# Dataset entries
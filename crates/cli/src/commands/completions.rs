//! Shell completion generation

use clap::CommandFactory;
use clap_complete::{Generator, Shell};

use super::Cli;
use crate::exit_code::ExitCode;

/// Arguments for the completions command
#[derive(clap::Args, Debug)]
pub struct CompletionsArgs {
    /// Shell to generate completions for
    #[arg(value_enum)]
    pub shell: Shell,
}

/// Generate shell completions and print to stdout
pub fn execute(args: CompletionsArgs) -> ExitCode {
    let mut cmd = Cli::command();
    write_completions(args.shell, &mut cmd, &mut std::io::stdout());
    ExitCode::Success
}

fn write_completions<G: Generator>(
    generator: G,
    cmd: &mut clap::Command,
    out: &mut dyn std::io::Write,
) {
    let name = cmd.get_name().to_string();
    clap_complete::generate(generator, cmd, name, out);
}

# EXERCISE DESCRIPTION
For each line in the records that holds "CompletionsArgs", show that line as it stands.

# ANSWER AREA
pub struct CompletionsArgs {
pub fn execute(args: CompletionsArgs) -> ExitCode {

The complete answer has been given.